Most interactions we have with APIs over the network are fairly high-level. We send a blob of JSON. We receive a blob of JSON. Profit! 💰 What signals can we acquire from what lies below?
- When was there a significant shift in traffic?
- How much time is spent receiving data from external sources?
- What's the trend in connection errors over time?
The association of signal trackers to our systems is called instrumentation. When it comes to the lower-level components, we can often take advantage of automatic instrumentation. This can surface in the form of wrapping components within a standard library or adding listeners along connection paths.
Today, we strive to capture more signals than ever before. We see both virtual machine metrics and application logs being shipped to storage and analysis tools. But what about all the business-y stuff in-between? How are we capturing measurements for business Key Performance Indicators (KPIs)? We look to instrumenting the domain.
Domain events are the result of applying a command in the business domain to a specific context.

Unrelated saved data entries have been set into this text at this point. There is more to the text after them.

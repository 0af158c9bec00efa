/// Loads service configuration from environment variables.
///
/// Implementors derive `serde::Deserialize`; field names map to upper-case
/// env vars (`database_url` reads `DATABASE_URL`).
pub trait Config: Sized + ::serde::de::DeserializeOwned {
    fn from_env() -> Result<Self, envy::Error> {
        envy::from_env()
    }

    /// Load from an explicit set of key/value pairs instead of the process env.
    fn from_pairs<I>(pairs: I) -> Result<Self, envy::Error>
    where
        I: IntoIterator<Item = (String, String)>,
    {
        envy::from_iter(pairs)
    }
}
//! Care activity types: feeding, vaccination, health checks and the like.

use std::fmt;
use std::str::FromStr;

use serde::{Deserialize, Serialize};

use crate::UnknownVariant;

#[derive(Debug, Clone, Copy, PartialEq, Eq, Hash, Default, Serialize, Deserialize)]
#[serde(rename_all = "SCREAMING_SNAKE_CASE")]
pub enum ActivityStatus {
    #[default]
    Pending,
    Completed,
    Cancelled,
    Overdue,
}

impl ActivityStatus {
    pub fn as_str(self) -> &'static str {
        match self {
            Self::Pending => "PENDING",
            Self::Completed => "COMPLETED",
            Self::Cancelled => "CANCELLED",
            Self::Overdue => "OVERDUE",
        }
    }
}

impl fmt::Display for ActivityStatus {
    fn fmt(&self, f: &mut fmt::Formatter<'_>) -> fmt::Result {
        f.write_str(self.as_str())
    }
}

impl FromStr for ActivityStatus {
    type Err = UnknownVariant;

    fn from_str(s: &str) -> Result<Self, Self::Err> {
        match s {
            "PENDING" => Ok(Self::Pending),
            "COMPLETED" => Ok(Self::Completed),
            "CANCELLED" => Ok(Self::Cancelled),
            "OVERDUE" => Ok(Self::Overdue),
            other => Err(UnknownVariant::new("activity status", other)),
        }
    }
}

/// What kind of care an activity records.
#[derive(Debug, Clone, Copy, PartialEq, Eq, Hash, Serialize, Deserialize)]
#[serde(rename_all = "SCREAMING_SNAKE_CASE")]
pub enum ActivityKind {
    Feeding,
    Vaccination,
    HealthCheck,
    Breeding,
    Treatment,
    Other,
}

impl ActivityKind {
    pub fn as_str(self) -> &'static str {
        match self {
            Self::Feeding => "FEEDING",
            Self::Vaccination => "VACCINATION",
            Self::HealthCheck => "HEALTH_CHECK",
            Self::Breeding => "BREEDING",
            Self::Treatment => "TREATMENT",
            Self::Other => "OTHER",
        }
    }
}

impl fmt::Display for ActivityKind {
    fn fmt(&self, f: &mut fmt::Formatter<'_>) -> fmt::Result {
        f.write_str(self.as_str())
    }
}

impl FromStr for ActivityKind {
    type Err = UnknownVariant;

    fn from_str(s: &str) -> Result<Self, Self::Err> {
        match s {
            "FEEDING" => Ok(Self::Feeding),
            "VACCINATION" => Ok(Self::Vaccination),
            "HEALTH_CHECK" => Ok(Self::HealthCheck),
            "BREEDING" => Ok(Self::Breeding),
            "TREATMENT" => Ok(Self::Treatment),
            "OTHER" => Ok(Self::Other),
            other => Err(UnknownVariant::new("activity kind", other)),
        }
    }
}
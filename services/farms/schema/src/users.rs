use sea_orm::entity::prelude::*;

/// Account row. Ids are issued by the auth provider, so they are text, not UUIDs.
#[derive(Clone, Debug, PartialEq, Eq, DeriveEntityModel)]
#[sea_orm(table_name = "users")]
pub struct Model {
    #[sea_orm(primary_key, auto_increment = false)]
    pub id: String,
    #[sea_orm(unique)]
    pub username: String,
    #[sea_orm(unique)]
    pub email: Option<String>,
    pub first_name: Option<String>,
    pub last_name: Option<String>,
    pub created_at: chrono::DateTime<chrono::Utc>,
    pub updated_at: chrono::DateTime<chrono::Utc>,
}

#[derive(Copy, Clone, Debug, EnumIter, DeriveRelation)]
pub enum Relation {
    #[sea_orm(has_many = "super::farms::Entity")]
    Farms,
    #[sea_orm(has_many = "super::farm_members::Entity")]
    FarmMembers,
}

impl Related<super::farms::Entity> for Entity {
    fn to() -> RelationDef {
        Relation::Farms.def()
    }
}

impl Related<super::farm_members::Entity> for Entity {
    fn to() -> RelationDef {
        Relation::FarmMembers.def()
    }
}

impl ActiveModelBehavior for ActiveModel {}
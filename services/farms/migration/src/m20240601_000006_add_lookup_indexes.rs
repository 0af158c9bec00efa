use sea_orm_migration::prelude::*;

#[derive(DeriveMigrationName)]
pub struct Migration;

#[async_trait::async_trait]
impl MigrationTrait for Migration {
    async fn up(&self, manager: &SchemaManager) -> Result<(), DbErr> {
        // Farm context resolution filters on these on every request.
        manager
            .create_index(
                Index::create()
                    .table(Farms::Table)
                    .col(Farms::OwnerId)
                    .name("idx_farms_owner_id")
                    .to_owned(),
            )
            .await?;
        manager
            .create_index(
                Index::create()
                    .table(FarmMembers::Table)
                    .col(FarmMembers::UserId)
                    .name("idx_farm_members_user_id")
                    .to_owned(),
            )
            .await?;
        manager
            .create_index(
                Index::create()
                    .table(Activities::Table)
                    .col(Activities::FarmId)
                    .col(Activities::Status)
                    .name("idx_activities_farm_id_status")
                    .to_owned(),
            )
            .await
    }

    async fn down(&self, manager: &SchemaManager) -> Result<(), DbErr> {
        manager
            .drop_index(Index::drop().name("idx_activities_farm_id_status").to_owned())
            .await?;
        manager
            .drop_index(Index::drop().name("idx_farm_members_user_id").to_owned())
            .await?;
        manager
            .drop_index(Index::drop().name("idx_farms_owner_id").to_owned())
            .await
    }
}

#[derive(Iden)]
enum Farms {
    Table,
    OwnerId,
}

#[derive(Iden)]
enum FarmMembers {
    Table,
    UserId,
}

#[derive(Iden)]
enum Activities {
    Table,
    FarmId,
    Status,
}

Whether captured or not, these events are happening all the time. What kind of questions may we ask of these insights?
- What's the average length of time between discount codes being offered and being applied at checkout?

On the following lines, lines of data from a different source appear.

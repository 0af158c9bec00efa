use sea_orm_migration::prelude::*;

#[derive(DeriveMigrationName)]
pub struct Migration;

#[async_trait::async_trait]
impl MigrationTrait for Migration {
    async fn up(&self, manager: &SchemaManager) -> Result<(), DbErr> {
        manager
            .create_table(
                Table::create()
                    .table(Farms::Table)
                    .if_not_exists()
                    .col(ColumnDef::new(Farms::Id).uuid().not_null().primary_key())
                    .col(ColumnDef::new(Farms::Name).text().not_null())
                    .col(ColumnDef::new(Farms::OwnerId).text().not_null())
                    .col(ColumnDef::new(Farms::Province).text().not_null())
                    .col(ColumnDef::new(Farms::Description).text().null())
                    .col(
                        ColumnDef::new(Farms::CreatedAt)
                            .timestamp_with_time_zone()
                            .not_null()
                            .default(Expr::current_timestamp()),
                    )
                    .col(
                        ColumnDef::new(Farms::UpdatedAt)
                            .timestamp_with_time_zone()
                            .not_null()
                            .default(Expr::current_timestamp()),
                    )
                    .foreign_key(
                        ForeignKey::create()
                            .from(Farms::Table, Farms::OwnerId)
                            .to(Users::Table, Users::Id)
                            .on_delete(ForeignKeyAction::Cascade),
                    )
                    .to_owned(),
            )
            .await
    }

    async fn down(&self, manager: &SchemaManager) -> Result<(), DbErr> {
        manager
            .drop_table(Table::drop().table(Farms::Table).to_owned())
            .await
    }
}

#[derive(Iden)]
enum Farms {
    Table,
    Id,
    Name,
    OwnerId,
    Province,
    Description,
    CreatedAt,
    UpdatedAt,
}

#[derive(Iden)]
enum Users {
    Table,
    Id,
}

- What's the correlation between in-app product announcements and newsletter sign-ups?
- When appointments are canceled, what behavior directly precedes this action?
As the questions we ask evolve, so too must our methods of collecting these signals.
When we blew up the monolith into many services, we lost the ability to step through our code with a debugger: it now hops the network. Our tools are still coming to grips with this seismic shift. — Charity Majors, Observability — a 3-Year Retrospective
To reap the benefits of a distributed system, we sacrifice the convenience of having one-stop inspection. It wasn't always this way, and that's one aspect which makes upgrading our observability strategy difficult.
Let's take a look at how the observability tooling landscape has evolved.
Logging and monitoring solutions started when we were writing code close to the metal. The open source stack that used to dominate the landscape was a combination of these tools:
- Graylog - full log management system
- Nagios - systems, network, and application monitoring and alerting
- StatsD - metrics collection and forwarding
- Carbon - metrics ingestion for Graphite, stored in the Whisper database
- Graphite - metrics querying, visualization, and alerting
What many observability articles tend to ignore is that this stack is still heavily deployed and in-use today. Some of us are still here, and that's okay.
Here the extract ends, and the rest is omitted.